Down to the final line, print the records again exactly.

DATA SHOWN =
# # # # #
//! `personax chat`: Interactive or single-message chat mode.

use futures::StreamExt;
use personax_config::AppConfig;
use personax_core::completion::CompletionChunk;
use personax_core::message::Message;
use personax_engine::{CompleteOptions, CompletionOutput, Core};
use std::io::Write;
use tokio::io::{AsyncBufReadExt, BufReader};
use tracing::{debug, warn};

pub async fn run(message: Option<String>, stream: bool) -> Result<(), Box<dyn std::error::Error>> {
    let config = AppConfig::load().map_err(|e| format!("Failed to load config: {e}"))?;

    // Check for API key early to give a clear error
    if !config.has_api_key() {
        eprintln!();
        eprintln!("  ERROR: No API key configured!");
        eprintln!();
        eprintln!("  Set one of these environment variables:");
        eprintln!("    PERSONAX_API_KEY = 'sk-...'");
        eprintln!("    OPENAI_API_KEY   = 'sk-...'");
        eprintln!();
        eprintln!("  Or add it to your config file:");
        eprintln!("    {}", AppConfig::config_path().display());
        eprintln!();
        return Err("No API key found. See above for setup instructions.".into());
    }

    let core = super::build_core(&config)?;

    if let Some(msg) = message {
        // Single message mode
        let answer = ask(&core, vec![Message::user(msg)], stream).await?;
        if !stream {
            println!("{answer}");
        }
        return Ok(());
    }

    // Interactive mode
    println!();
    println!("  PersonaX: Interactive Mode");
    println!();
    println!("  Persona:   {}", core.id());
    println!("  Model:     {}", core.model());
    let tools = core.tools().names();
    println!(
        "  Tools:     {}",
        if tools.is_empty() { "none".to_string() } else { tools.join(", ") }
    );
    println!();
    println!("  Type your message and press Enter.");
    println!("  Type 'exit' or Ctrl+C to quit.");
    println!();

    let mut history: Vec<Message> = Vec::new();
    let mut lines = BufReader::new(tokio::io::stdin()).lines();

    prompt()?;
    while let Some(line) = lines.next_line().await? {
        let input = line.trim();
        if input.is_empty() {
            prompt()?;
            continue;
        }
        if input == "exit" || input == "quit" {
            break;
        }

        history.push(Message::user(input));
        debug!(turns = history.len(), "Sending chat message");
        if !stream {
            eprint!("  ...");
        }

        match ask(&core, history.clone(), stream).await {
            Ok(answer) => {
                if !stream {
                    eprint!("\r     \r");
                    println!();
                    for line in answer.lines() {
                        println!("  Assistant > {line}");
                    }
                }
                println!();
                history.push(Message::assistant(answer));
            }
            Err(e) => {
                warn!(error = %e, "Chat completion failed");
                if !stream {
                    eprint!("\r     \r");
                }
                eprintln!("  [Error] {e}");
                println!();
                // Keep the history alternating.
                history.pop();
            }
        }
        prompt()?;
    }

    println!();
    println!("  Goodbye!");
    println!();
    Ok(())
}

fn prompt() -> std::io::Result<()> {
    print!("  You > ");
    std::io::stdout().flush()
}

/// Run one completion and return the final answer text. In streaming mode
/// the text is printed as it arrives.
async fn ask(core: &Core, messages: Vec<Message>, stream: bool) -> Result<String, Box<dyn std::error::Error>> {
    let options = if stream {
        CompleteOptions::streaming()
    } else {
        CompleteOptions::default()
    };

    match core.complete(messages, options).await? {
        CompletionOutput::Complete(completion) => Ok(completion.message.content),
        CompletionOutput::Stream(streaming) => {
            let mut answer = StreamedAnswer::default();
            let mut chunks = streaming.chunks.iter();
            let mut stdout = std::io::stdout();

            print!("  Assistant > ");
            stdout.flush()?;
            while let Some(chunk) = chunks.next().await {
                let chunk = chunk?;
                answer.push(&chunk);
                if !chunk.is_finish() {
                    print!("{}", chunk.text());
                    stdout.flush()?;
                }
            }
            println!();
            Ok(answer.into_text())
        }
    }
}

/// Collects streamed chunks into the answer: the text of the last model turn.
#[derive(Debug, Default)]
struct StreamedAnswer {
    answer: String,
    turn: String,
}

impl StreamedAnswer {
    fn push(&mut self, chunk: &CompletionChunk) {
        if chunk.is_finish() {
            self.answer = std::mem::take(&mut self.turn);
        } else {
            self.turn.push_str(chunk.text());
        }
    }

    fn into_text(self) -> String {
        if self.turn.is_empty() { self.answer } else { self.turn }
    }
}

#[cfg(test)]
mod tests {
    use super::*;
    use personax_core::completion::{CompletionDelta, FinishReason};

    fn chunk(text: Option<&str>, finish: Option<FinishReason>) -> CompletionChunk {
        CompletionChunk {
            id: "chatcmpl-test".into(),
            delta: CompletionDelta {
                content: text.map(Into::into),
            },
            finish_reason: finish,
            created: 1_700_000_000,
            model: "gpt-test".into(),
            usage: None,
        }
    }

    fn collect(chunks: &[CompletionChunk]) -> String {
        let mut answer = StreamedAnswer::default();
        for c in chunks {
            answer.push(c);
        }
        answer.into_text()
    }

    #[test]
    fn answer_is_the_last_turn() {
        let chunks = [
            chunk(Some("Let me check."), None),
            chunk(None, Some(FinishReason::Stop)),
            chunk(Some("15°C "), None),
            chunk(Some("and sunny."), None),
            chunk(None, Some(FinishReason::Stop)),
        ];
        assert_eq!(collect(&chunks), "15°C and sunny.");
    }

    #[test]
    fn empty_final_turn_does_not_keep_earlier_text() {
        let chunks = [
            chunk(Some("Let me check."), None),
            chunk(None, Some(FinishReason::Stop)),
            chunk(None, Some(FinishReason::Stop)),
        ];
        assert_eq!(collect(&chunks), "");
    }

    #[test]
    fn unfinished_turn_is_still_returned() {
        let chunks = [chunk(Some("Partial"), None)];
        assert_eq!(collect(&chunks), "Partial");
    }
}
# # # # #
RESPONSE AREA =
//! `personax chat`: Interactive or single-message chat mode.

use futures::StreamExt;
use personax_config::AppConfig;
use personax_core::completion::CompletionChunk;
use personax_core::message::Message;
use personax_engine::{CompleteOptions, CompletionOutput, Core};
use std::io::Write;
use tokio::io::{AsyncBufReadExt, BufReader};
use tracing::{debug, warn};

pub async fn run(message: Option<String>, stream: bool) -> Result<(), Box<dyn std::error::Error>> {
    let config = AppConfig::load().map_err(|e| format!("Failed to load config: {e}"))?;

    // Check for API key early to give a clear error
    if !config.has_api_key() {
        eprintln!();
        eprintln!("  ERROR: No API key configured!");
        eprintln!();
        eprintln!("  Set one of these environment variables:");
        eprintln!("    PERSONAX_API_KEY = 'sk-...'");
        eprintln!("    OPENAI_API_KEY   = 'sk-...'");
        eprintln!();
        eprintln!("  Or add it to your config file:");
        eprintln!("    {}", AppConfig::config_path().display());
        eprintln!();
        return Err("No API key found. See above for setup instructions.".into());
    }

    let core = super::build_core(&config)?;

    if let Some(msg) = message {
        // Single message mode
        let answer = ask(&core, vec![Message::user(msg)], stream).await?;
        if !stream {
            println!("{answer}");
        }
        return Ok(());
    }

    // Interactive mode
    println!();
    println!("  PersonaX: Interactive Mode");
    println!();
    println!("  Persona:   {}", core.id());
    println!("  Model:     {}", core.model());
    let tools = core.tools().names();
    println!(
        "  Tools:     {}",
        if tools.is_empty() { "none".to_string() } else { tools.join(", ") }
    );
    println!();
    println!("  Type your message and press Enter.");
    println!("  Type 'exit' or Ctrl+C to quit.");
    println!();

    let mut history: Vec<Message> = Vec::new();
    let mut lines = BufReader::new(tokio::io::stdin()).lines();

    prompt()?;
    while let Some(line) = lines.next_line().await? {
        let input = line.trim();
        if input.is_empty() {
            prompt()?;
            continue;
        }
        if input == "exit" || input == "quit" {
            break;
        }

        history.push(Message::user(input));
        debug!(turns = history.len(), "Sending chat message");
        if !stream {
            eprint!("  ...");
        }

        match ask(&core, history.clone(), stream).await {
            Ok(answer) => {
                if !stream {
                    eprint!("\r     \r");
                    println!();
                    for line in answer.lines() {
                        println!("  Assistant > {line}");
                    }
                }
                println!();
                history.push(Message::assistant(answer));
            }
            Err(e) => {
                warn!(error = %e, "Chat completion failed");
                if !stream {
                    eprint!("\r     \r");
                }
                eprintln!("  [Error] {e}");
                println!();
                // Keep the history alternating.
                history.pop();
            }
        }
        prompt()?;
    }

    println!();
    println!("  Goodbye!");
    println!();
    Ok(())
}

fn prompt() -> std::io::Result<()> {
    print!("  You > ");
    std::io::stdout().flush()
}

/// Run one completion and return the final answer text. In streaming mode
/// the text is printed as it arrives.
async fn ask(core: &Core, messages: Vec<Message>, stream: bool) -> Result<String, Box<dyn std::error::Error>> {
    let options = if stream {
        CompleteOptions::streaming()
    } else {
        CompleteOptions::default()
    };

    match core.complete(messages, options).await? {
        CompletionOutput::Complete(completion) => Ok(completion.message.content),
        CompletionOutput::Stream(streaming) => {
            let mut answer = StreamedAnswer::default();
            let mut chunks = streaming.chunks.iter();
            let mut stdout = std::io::stdout();

            print!("  Assistant > ");
            stdout.flush()?;
            while let Some(chunk) = chunks.next().await {
                let chunk = chunk?;
                answer.push(&chunk);
                if !chunk.is_finish() {
                    print!("{}", chunk.text());
                    stdout.flush()?;
                }
            }
            println!();
            Ok(answer.into_text())
        }
    }
}

/// Collects streamed chunks into the answer: the text of the last model turn.
#[derive(Debug, Default)]
struct StreamedAnswer {
    answer: String,
    turn: String,
}

impl StreamedAnswer {
    fn push(&mut self, chunk: &CompletionChunk) {
        if chunk.is_finish() {
            self.answer = std::mem::take(&mut self.turn);
        } else {
            self.turn.push_str(chunk.text());
        }
    }

    fn into_text(self) -> String {
        if self.turn.is_empty() { self.answer } else { self.turn }
    }
}

#[cfg(test)]
mod tests {
    use super::*;
    use personax_core::completion::{CompletionDelta, FinishReason};

    fn chunk(text: Option<&str>, finish: Option<FinishReason>) -> CompletionChunk {
        CompletionChunk {
            id: "chatcmpl-test".into(),
            delta: CompletionDelta {
                content: text.map(Into::into),
            },
            finish_reason: finish,
            created: 1_700_000_000,
            model: "gpt-test".into(),
            usage: None,
        }
    }

    fn collect(chunks: &[CompletionChunk]) -> String {
        let mut answer = StreamedAnswer::default();
        for c in chunks {
            answer.push(c);
        }
        answer.into_text()
    }

    #[test]
    fn answer_is_the_last_turn() {
        let chunks = [
            chunk(Some("Let me check."), None),
            chunk(None, Some(FinishReason::Stop)),
            chunk(Some("15°C "), None),
            chunk(Some("and sunny."), None),
            chunk(None, Some(FinishReason::Stop)),
        ];
        assert_eq!(collect(&chunks), "15°C and sunny.");
    }

    #[test]
    fn empty_final_turn_does_not_keep_earlier_text() {
        let chunks = [
            chunk(Some("Let me check."), None),
            chunk(None, Some(FinishReason::Stop)),
            chunk(None, Some(FinishReason::Stop)),
        ];
        assert_eq!(collect(&chunks), "");
    }

    #[test]
    fn unfinished_turn_is_still_returned() {
        let chunks = [chunk(Some("Partial"), None)];
        assert_eq!(collect(&chunks), "Partial");
    }
}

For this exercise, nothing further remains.